- _Your goal_: Below are records; report how many of their lines contain the word "ordered", giving only the number.

====== Supplied records ======

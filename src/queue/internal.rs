//! Internal arbiter run-loop
//!
//! The arbiter is the only owner of a queue's backlog. Callers talk to it
//! through two channels:
//! - `requests`: an ordered stream of push / flush / discard / try-pop /
//!   stats requests
//! - `events`: consumer traffic, i.e. blocked receives registering a reply
//!   slot and receipts for items already handed over
//!
//! Because pushes travel on the same ordered stream as flush and discard, a
//! flush acknowledged after N pushes has seen all N of them.
//!
//! ```text
//!  push, flush, discard, try_recv ──► requests ──┐
//!                                                ├──► backlog ──► one hand-off
//!  recv, taken, returned ───────────► events ────┘                at a time
//!  close ────────────────────────────► shutdown      (checked first)
//! ```
//!
//! # Hand-offs
//!
//! Every item leaves the backlog under a ticket. Until its receiver reports
//! the ticket as taken or returned, no other receiver is served, so a
//! returned item can go back to the head without overtaking anything. A
//! flush retires every ticket issued before it; an item returned under a
//! retired ticket is dropped as flushed.

use crate::queue::config::QueueConfig;
use crate::queue::types::QueueStats;
use std::collections::VecDeque;
use tokio::sync::{mpsc, oneshot};

/// Waiting receivers are swept for abandoned slots whenever their number
/// reaches this many (or twice the live count after the last sweep)
const PRUNE_THRESHOLD: usize = 64;

/// An item in transit to one receiver
pub(crate) struct Delivery<T> {
    pub(crate) ticket: u64,
    pub(crate) item: T,
}

/// Reply slot a consumer hands to the arbiter to receive one item
pub(crate) type Waiter<T> = oneshot::Sender<Delivery<T>>;

pub(crate) enum Request<T> {
    Push(T),
    Flush(oneshot::Sender<()>),
    Discard(bool, oneshot::Sender<()>),
    /// Hand over the head item if there is one; the slot is dropped otherwise
    TryPop(Waiter<T>),
    Stats(oneshot::Sender<QueueStats>),
}

pub(crate) enum ConsumerEvent<T> {
    /// A receive blocked until the next item
    Wait(Waiter<T>),
    /// The receiver holding this ticket kept its item
    Taken(u64),
    /// The receiver holding this ticket was cancelled and gave its item back
    Returned(u64, T),
}

enum Event<T> {
    Request(Option<Request<T>>),
    Consumer(Option<ConsumerEvent<T>>),
}

enum Step {
    Continue,
    Stop,
}

pub(crate) struct Arbiter<T> {
    // Dropped first, so a try-pop released at shutdown already sees the
    // request stream closed
    requests: mpsc::UnboundedReceiver<Request<T>>,
    events: mpsc::UnboundedReceiver<ConsumerEvent<T>>,
    name: String,
    high_water_mark: Option<usize>,
    above_high_water: bool,
    backlog: VecDeque<T>,
    discard: bool,
    stats: QueueStats,
    /// Blocked receives in arrival order
    waiting: VecDeque<Waiter<T>>,
    /// Try-pops held back while a hand-off is unconfirmed
    tries: VecDeque<Waiter<T>>,
    prune_at: usize,
    next_ticket: u64,
    /// Tickets below this were issued before the last flush
    flush_floor: u64,
    /// Hand-off whose receiver has not yet reported back
    outstanding: Option<u64>,
}

impl<T: Send + 'static> Arbiter<T> {
    pub(crate) fn new(
        config: QueueConfig,
        requests: mpsc::UnboundedReceiver<Request<T>>,
        events: mpsc::UnboundedReceiver<ConsumerEvent<T>>,
    ) -> Self {
        Self {
            requests,
            events,
            name: config.name,
            high_water_mark: config.high_water_mark,
            above_high_water: false,
            backlog: VecDeque::with_capacity(config.initial_capacity),
            discard: false,
            stats: QueueStats::default(),
            waiting: VecDeque::new(),
            tries: VecDeque::new(),
            prune_at: PRUNE_THRESHOLD,
            next_ticket: 0,
            flush_floor: 0,
            outstanding: None,
        }
    }

    /// Run until close is signalled or every handle to the queue is gone
    pub(crate) async fn run(mut self, mut shutdown: oneshot::Receiver<()>) {
        log::debug!("Queue '{}' arbiter started", self.name);

        loop {
            // Close wins over any amount of pending traffic
            let event = tokio::select! {
                biased;
                _ = &mut shutdown => break,
                event = self.next_event() => event,
            };

            if let Step::Stop = self.on_event(event) {
                break;
            }
            self.serve();
        }

        log::debug!(
            "Queue '{}' arbiter stopped, abandoning {} item(s)",
            self.name,
            self.backlog.len()
        );
    }

    /// Next request or consumer event, picked fairly when both are ready
    async fn next_event(&mut self) -> Event<T> {
        tokio::select! {
            request = self.requests.recv() => Event::Request(request),
            event = self.events.recv() => Event::Consumer(event),
        }
    }

    fn on_event(&mut self, event: Event<T>) -> Step {
        match event {
            Event::Request(Some(request)) => self.on_request(request),
            Event::Consumer(Some(event)) => self.on_consumer(event),
            // Every handle dropped without close
            Event::Request(None) | Event::Consumer(None) => return Step::Stop,
        }
        Step::Continue
    }

    fn on_request(&mut self, request: Request<T>) {
        match request {
            Request::Push(item) => {
                if self.discard {
                    self.stats.discarded += 1;
                    log::trace!("Queue '{}' discarded pushed item", self.name);
                } else {
                    self.backlog.push_back(item);
                    self.stats.pushed += 1;
                    self.check_high_water();
                }
            }
            Request::Flush(ack) => {
                let flushed = self.backlog.len();
                self.backlog.clear();
                self.stats.flushed += flushed as u64;
                self.above_high_water = false;
                self.flush_floor = self.next_ticket;
                self.outstanding = None;
                log::trace!("Queue '{}' flushed {} item(s)", self.name, flushed);
                let _ = ack.send(());
            }
            Request::Discard(enabled, ack) => {
                if self.discard != enabled {
                    log::debug!("Queue '{}' discard mode set to {}", self.name, enabled);
                }
                self.discard = enabled;
                let _ = ack.send(());
            }
            Request::TryPop(slot) => self.tries.push_back(slot),
            Request::Stats(reply) => {
                let _ = reply.send(self.snapshot());
            }
        }
    }

    fn on_consumer(&mut self, event: ConsumerEvent<T>) {
        match event {
            ConsumerEvent::Wait(waiter) => {
                self.waiting.push_back(waiter);
                if self.waiting.len() >= self.prune_at {
                    self.waiting.retain(|waiter| !waiter.is_closed());
                    self.prune_at = (self.waiting.len() * 2).max(PRUNE_THRESHOLD);
                }
            }
            ConsumerEvent::Taken(ticket) => {
                if self.outstanding == Some(ticket) {
                    self.outstanding = None;
                }
            }
            ConsumerEvent::Returned(ticket, item) => {
                self.stats.delivered = self.stats.delivered.saturating_sub(1);
                if ticket < self.flush_floor {
                    self.stats.flushed += 1;
                    log::trace!(
                        "Queue '{}' dropped an item returned after a flush",
                        self.name
                    );
                    return;
                }
                if self.outstanding == Some(ticket) {
                    self.outstanding = None;
                }
                self.backlog.push_front(item);
            }
        }
    }

    /// Hand the head item to the next receiver, one hand-off at a time
    fn serve(&mut self) {
        while self.outstanding.is_none() && !self.backlog.is_empty() {
            let slot = match self.tries.pop_front() {
                Some(slot) => slot,
                None => match self.waiting.pop_front() {
                    Some(slot) => slot,
                    None => break,
                },
            };
            self.hand_over(slot);
        }

        if self.backlog.is_empty() {
            // Dropping the slots answers the try-pops with "empty"
            self.tries.clear();
        }
    }

    /// Move the head item into the slot, keeping it at the head if the
    /// receiving side has already gone away
    fn hand_over(&mut self, slot: Waiter<T>) {
        let Some(item) = self.backlog.pop_front() else {
            return;
        };

        let ticket = self.next_ticket;
        match slot.send(Delivery { ticket, item }) {
            Ok(()) => {
                self.next_ticket += 1;
                self.outstanding = Some(ticket);
                self.stats.delivered += 1;
                if self.backlog.is_empty() {
                    self.above_high_water = false;
                }
            }
            Err(Delivery { item, .. }) => self.backlog.push_front(item),
        }
    }

    fn check_high_water(&mut self) {
        let Some(mark) = self.high_water_mark else {
            return;
        };

        let len = self.backlog.len();
        if len >= mark && !self.above_high_water {
            self.above_high_water = true;
            log::warn!(
                "Queue '{}' backlog reached high-water mark: {} item(s) (mark: {})",
                self.name,
                len,
                mark
            );
        } else if len < mark {
            self.above_high_water = false;
        }
    }

    fn snapshot(&self) -> QueueStats {
        QueueStats {
            backlog_len: self.backlog.len(),
            discarding: self.discard,
            waiting: self.waiting.iter().filter(|waiter| !waiter.is_closed()).count(),
            ..self.stats.clone()
        }
    }
}
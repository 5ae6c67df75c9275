//! Test modules for the queue system
//!
//! Tests are organized by functional area for better maintainability.

mod edge_cases;
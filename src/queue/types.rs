//! Type definitions for the queue system
//!
//! Statistics are produced by the arbiter itself, so a snapshot is always
//! consistent with the backlog at the moment the request was handled.

/// Snapshot of a queue's state and lifetime counters
#[derive(Debug, Clone, Default, PartialEq, Eq)]
pub struct QueueStats {
    /// Items currently waiting in the backlog
    pub backlog_len: usize,
    /// Whether pushes are currently being discarded
    pub discarding: bool,
    /// Receives currently blocked waiting for an item
    pub waiting: usize,
    /// Items accepted into the backlog
    pub pushed: u64,
    /// Items dropped because discard mode was enabled
    pub discarded: u64,
    /// Items handed to a receiver
    pub delivered: u64,
    /// Items removed from the backlog by flush
    pub flushed: u64,
}

impl QueueStats {
    /// Items that entered the backlog and have not left it by any route
    pub fn in_flight(&self) -> u64 {
        self.pushed
            .saturating_sub(self.delivered)
            .saturating_sub(self.flushed)
    }
}
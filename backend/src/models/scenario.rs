//! Scenario model
//!
//! A scenario describes one shipment under evaluation:
//! - Destination and incoterm (which legs are embedded in the buy price)
//! - Volume and buy/sell prices (USD per metric ton)
//! - Shrinkage, storage and payment-timing terms driving derived costs
//! - Conversion factors for container/truck-based cost rules
//!
//! Scenarios are immutable inputs to the compute engine: one scenario and
//! one catalog snapshot in, one result out.

use serde::{Deserialize, Serialize};

/// Shipment destination
///
/// Closed enumeration; each destination carries its own cost-rule scope,
/// an indicative default sell price, and the route legs drawn by the
/// dashboard map.
#[derive(Debug, Clone, Copy, PartialEq, Eq, Hash, Serialize, Deserialize)]
pub enum Destination {
    /// Lubumbashi, DRC (via Dar es Salaam corridor)
    #[serde(rename = "LUB")]
    Lubumbashi,

    /// Kinshasa, DRC (via Matadi)
    #[serde(rename = "KIN")]
    Kinshasa,

    /// Kolwezi, DRC (via Dar es Salaam corridor, beyond Lubumbashi)
    #[serde(rename = "KOL")]
    Kolwezi,
}

impl Destination {
    /// Three-letter wire code, also the stem of `dest_scope` patterns
    pub fn code(&self) -> &'static str {
        match self {
            Destination::Lubumbashi => "LUB",
            Destination::Kinshasa => "KIN",
            Destination::Kolwezi => "KOL",
        }
    }

    /// Indicative sell price (USD/MT) used when the scenario carries no override
    ///
    /// Maintained by analysts as the prevailing delivered market level per
    /// destination, not derived from the catalog.
    pub fn default_sell_price_per_mt(&self) -> f64 {
        match self {
            Destination::Lubumbashi => 1680.0,
            Destination::Kinshasa => 1520.0,
            Destination::Kolwezi => 1725.0,
        }
    }

    /// Route legs (origin, terminus) for map rendering
    pub fn route_legs(&self) -> &'static [(&'static str, &'static str)] {
        match self {
            Destination::Lubumbashi => &[("Dar es Salaam", "Lubumbashi")],
            Destination::Kinshasa => &[("Matadi", "Kinshasa")],
            Destination::Kolwezi => &[("Dar es Salaam", "Kolwezi")],
        }
    }
}

impl std::fmt::Display for Destination {
    fn fmt(&self, f: &mut std::fmt::Formatter<'_>) -> std::fmt::Result {
        f.write_str(self.code())
    }
}

/// Trade term determining which logistics legs the buy price embeds
#[derive(Debug, Clone, Copy, PartialEq, Eq, Serialize, Deserialize)]
pub enum Incoterm {
    /// Cost and Freight: ocean freight is embedded in the buy price,
    /// so `ocean_freight` catalog rules are excluded from the breakdown
    #[serde(rename = "CFR")]
    Cfr,

    /// Free On Board: ocean freight is itemized separately,
    /// so `ocean_freight` catalog rules are included
    #[serde(rename = "FOB")]
    Fob,
}

impl Default for Incoterm {
    fn default() -> Self {
        Incoterm::Cfr
    }
}

/// One shipment scenario to be costed
///
/// All prices and rates in USD; percentages as whole percents
/// (e.g. `shrinkage_pct = 0.3` means 0.3%).
///
/// # Example
/// ```
/// use trade_calculator_core_rs::{Destination, Scenario};
///
/// let scenario = Scenario::new(Destination::Lubumbashi, 700.0, 530.0)
///     .with_sell_price(1700.0)
///     .with_shrinkage_pct(0.3);
///
/// assert_eq!(scenario.sell_unit_price(), 1700.0);
/// ```
#[derive(Debug, Clone, Serialize, Deserialize)]
pub struct Scenario {
    /// Shipment destination
    pub destination: Destination,

    /// Trade term (default CFR)
    #[serde(default)]
    pub incoterm: Incoterm,

    /// Shipment volume in metric tons (must be > 0)
    pub volume_mt: f64,

    /// Purchase price per metric ton (USD)
    pub buy_price_per_mt: f64,

    /// Sell price per metric ton (USD); absent means the destination default
    #[serde(default)]
    pub sell_price_per_mt: Option<f64>,

    /// Product loss as a percentage of cost-basis volume
    #[serde(default)]
    pub shrinkage_pct: f64,

    /// Months of storage at destination
    #[serde(default)]
    pub storage_months: f64,

    /// Days payable outstanding: when suppliers get paid
    #[serde(default)]
    pub dpo_buy_days: f64,

    /// Days sales outstanding: when customers pay
    #[serde(default)]
    pub dso_sell_days: f64,

    /// Annual working-capital financing rate (percent)
    #[serde(default)]
    pub annual_finance_rate_pct: f64,

    /// Partner profit share as a percentage of revenue (0 = no partner)
    #[serde(default)]
    pub partner_profit_pct: f64,

    /// Metric tons per container, for `Containers`-sourced rules
    #[serde(default = "default_mt_per_container")]
    pub mt_per_container: f64,

    /// Metric tons per truck, for `Trucks`-sourced rules
    #[serde(default = "default_mt_per_truck")]
    pub mt_per_truck: f64,
}

fn default_mt_per_container() -> f64 {
    40.0
}

fn default_mt_per_truck() -> f64 {
    58.0
}

impl Scenario {
    /// Create a scenario with the required fields and defaults elsewhere
    ///
    /// # Arguments
    /// * `destination` - Shipment destination
    /// * `volume_mt` - Volume in metric tons (must be positive)
    /// * `buy_price_per_mt` - Purchase price per metric ton (USD)
    ///
    /// # Panics
    /// Panics if `volume_mt <= 0`
    pub fn new(destination: Destination, volume_mt: f64, buy_price_per_mt: f64) -> Self {
        assert!(volume_mt > 0.0, "volume_mt must be positive");

        Self {
            destination,
            incoterm: Incoterm::default(),
            volume_mt,
            buy_price_per_mt,
            sell_price_per_mt: None,
            shrinkage_pct: 0.0,
            storage_months: 0.0,
            dpo_buy_days: 0.0,
            dso_sell_days: 0.0,
            annual_finance_rate_pct: 0.0,
            partner_profit_pct: 0.0,
            mt_per_container: default_mt_per_container(),
            mt_per_truck: default_mt_per_truck(),
        }
    }

    /// Set the incoterm (builder style)
    pub fn with_incoterm(mut self, incoterm: Incoterm) -> Self {
        self.incoterm = incoterm;
        self
    }

    /// Override the sell price (builder style)
    pub fn with_sell_price(mut self, sell_price_per_mt: f64) -> Self {
        self.sell_price_per_mt = Some(sell_price_per_mt);
        self
    }

    /// Set the shrinkage percentage (builder style)
    pub fn with_shrinkage_pct(mut self, shrinkage_pct: f64) -> Self {
        self.shrinkage_pct = shrinkage_pct;
        self
    }

    /// Set storage duration in months (builder style)
    pub fn with_storage_months(mut self, storage_months: f64) -> Self {
        self.storage_months = storage_months;
        self
    }

    /// Set financing terms (builder style)
    ///
    /// # Arguments
    /// * `dpo_buy_days` - Days until suppliers are paid
    /// * `dso_sell_days` - Days until customers pay
    /// * `annual_finance_rate_pct` - Annual financing rate (percent)
    pub fn with_financing(
        mut self,
        dpo_buy_days: f64,
        dso_sell_days: f64,
        annual_finance_rate_pct: f64,
    ) -> Self {
        self.dpo_buy_days = dpo_buy_days;
        self.dso_sell_days = dso_sell_days;
        self.annual_finance_rate_pct = annual_finance_rate_pct;
        self
    }

    /// Set the partner profit share percentage (builder style)
    pub fn with_partner_profit_pct(mut self, partner_profit_pct: f64) -> Self {
        self.partner_profit_pct = partner_profit_pct;
        self
    }

    /// Set conversion factors for container/truck quantities (builder style)
    pub fn with_conversions(mut self, mt_per_container: f64, mt_per_truck: f64) -> Self {
        self.mt_per_container = mt_per_container;
        self.mt_per_truck = mt_per_truck;
        self
    }

    /// Effective sell price per MT: the override if present, else the
    /// destination default
    pub fn sell_unit_price(&self) -> f64 {
        self.sell_price_per_mt
            .unwrap_or_else(|| self.destination.default_sell_price_per_mt())
    }

    /// Buy-side value of the shipment (cost basis): `buy_price_per_mt * volume_mt`
    pub fn buy_value_usd(&self) -> f64 {
        self.buy_price_per_mt * self.volume_mt
    }

    /// Sell-side value of the shipment (revenue basis): effective sell price × volume
    pub fn sell_value_usd(&self) -> f64 {
        self.sell_unit_price() * self.volume_mt
    }
}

======

- _Exercise answer_: 2